Шпионка

Александр Герзон
- Ольга Никаноровна, вы хотите отомстить большевикам за свою семью, которую они уничтожили? За то, что нищей вас, богатейшую владелицу, сделали?
- Будь они прокляты!
- Так вот. Я предлагаю вам … но вы должны подумать … я предлагаю вам отомстить им страшно, жестоко … но не сейчас … Позже!
- Не понимаю.
- Сегодня сила на их стороне. Я не знаю, сколько времени продержится власть бандитов. Возможно, несколько месяцев, пока мир не придет нам на помощь. Возможно, да-да, возможно, и много лет. Чтобы вернуть России свободу, чтобы победить взбунтовавшуюся чернь, нам, сынам Отечества, придется принести немало жертв.

- Я одна из них?
- Ну зачем же так?
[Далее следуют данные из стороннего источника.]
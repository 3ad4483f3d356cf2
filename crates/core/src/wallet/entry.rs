//! Wallet ledger entry domain types.

use rust_decimal::Decimal;
use serde::{Deserialize, Serialize};

use farebox_shared::types::{ContactId, DocumentId, LedgerEntryId, SubscriptionId, WalletId};

/// Status of a ledger entry.
///
/// Only `Posted` entries count toward the wallet balance. `Draft` entries
/// exist for asynchronous flows (bank-transfer confirmation) and become
/// effective when the backing accounting document is confirmed.
#[derive(Debug, Clone, Copy, PartialEq, Eq, Serialize, Deserialize)]
#[serde(rename_all = "lowercase")]
pub enum EntryStatus {
    /// Pending confirmation; excluded from the balance.
    Draft,
    /// Confirmed-effective; included in the balance.
    Posted,
}

impl EntryStatus {
    /// Returns true if entries in this status count toward the balance.
    #[must_use]
    pub fn counts_toward_balance(self) -> bool {
        matches!(self, Self::Posted)
    }
}

/// How a deposit reached the wallet.
#[derive(Debug, Clone, Copy, PartialEq, Eq, Serialize, Deserialize)]
#[serde(rename_all = "snake_case")]
pub enum DepositMethod {
    /// Settled immediately (cash, card).
    Direct,
    /// Awaiting bank confirmation.
    BankTransfer,
}

/// Reference to the accounting document that justifies a ledger entry.
///
/// A tagged union instead of a stringly-typed (model, id) pair: invalid tag
/// states are unrepresentable.
#[derive(Debug, Clone, Copy, PartialEq, Eq, Serialize, Deserialize)]
#[serde(tag = "kind", content = "id", rename_all = "snake_case")]
pub enum DocumentRef {
    /// Backed by a payment record.
    Payment(DocumentId),
    /// Backed by a sales invoice or credit note.
    Invoice(DocumentId),
    /// Backed by a two-line wallet transfer entry.
    TransferEntry(DocumentId),
    /// Wallet-paid subscription; points at the subscription record.
    Subscription(SubscriptionId),
    /// No document was created; points at the counterparty contact.
    Contact(ContactId),
    /// No justifying record at all.
    None,
}

impl DocumentRef {
    /// Returns the referenced accounting document id, if any.
    #[must_use]
    pub fn document_id(self) -> Option<DocumentId> {
        match self {
            Self::Payment(id) | Self::Invoice(id) | Self::TransferEntry(id) => Some(id),
            Self::Subscription(_) | Self::Contact(_) | Self::None => None,
        }
    }
}

/// One append-only wallet movement record.
///
/// `issued` is the signed credit amount (negative represents a debit);
/// `used` is the legacy debit field. Both participate in the balance:
/// `balance = Σ issued(posted) − Σ used(posted)`.
#[derive(Debug, Clone, Serialize, Deserialize)]
pub struct LedgerEntry {
    /// Unique identifier for this entry.
    pub id: LedgerEntryId,
    /// The wallet this entry belongs to.
    pub wallet_id: WalletId,
    /// Signed credit amount.
    pub issued: Decimal,
    /// Legacy debit amount.
    pub used: Decimal,
    /// Draft or posted.
    pub status: EntryStatus,
    /// Human-readable description.
    pub description: String,
    /// The accounting document justifying this movement.
    pub document: DocumentRef,
    /// How the funds arrived (deposits).
    pub deposit_method: DepositMethod,
    /// External reference (deposits).
    pub reference: Option<String>,
    /// Bank name (bank transfers).
    pub bank: Option<String>,
    /// Customer bank account number (bank transfers).
    pub account_number: Option<String>,
}

impl LedgerEntry {
    /// Net effect of this entry on the balance once posted.
    #[must_use]
    pub fn net_amount(&self) -> Decimal {
        self.issued - self.used
    }
}

#[cfg(test)]
mod tests {
    use super::*;
    use rust_decimal_macros::dec;

    #[test]
    fn test_only_posted_counts() {
        assert!(EntryStatus::Posted.counts_toward_balance());
        assert!(!EntryStatus::Draft.counts_toward_balance());
    }

    #[test]
    fn test_document_ref_ids() {
        let id = DocumentId::new();
        assert_eq!(DocumentRef::Payment(id).document_id(), Some(id));
        assert_eq!(DocumentRef::Invoice(id).document_id(), Some(id));
        assert_eq!(DocumentRef::TransferEntry(id).document_id(), Some(id));
        assert_eq!(DocumentRef::Contact(ContactId::new()).document_id(), None);
        assert_eq!(
            DocumentRef::Subscription(SubscriptionId::new()).document_id(),
            None
        );
        assert_eq!(DocumentRef::None.document_id(), None);
    }

    #[test]
    fn test_net_amount_combines_issued_and_used() {
        let entry = LedgerEntry {
            id: LedgerEntryId::new(),
            wallet_id: WalletId::new(),
            issued: dec!(-30),
            used: dec!(20),
            status: EntryStatus::Posted,
            description: String::new(),
            document: DocumentRef::None,
            deposit_method: DepositMethod::Direct,
            reference: None,
            bank: None,
            account_number: None,
        };
        assert_eq!(entry.net_amount(), dec!(-50));
    }
}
Вы можете принести громадную пользу силам добра в борьбе с силами зла, если замрете, затаитесь – и в нужный момент нанесете страшный удар по большевикам!  
- Точнее, полковник Розанов. Мы знакомы с юности. Я не девочка, я деловая женщина. В чем моя задача, какой удар и где я могу нанести? Говорите прямо, чего вы хотите?
- Ольга Никаноровна, нам нужен резидент. Нам нужен человек, который будет своим в  «государстве пролетариата» и в нужный момент примет наших людей для взрыва в тылу врага. Одного из многих взрывов.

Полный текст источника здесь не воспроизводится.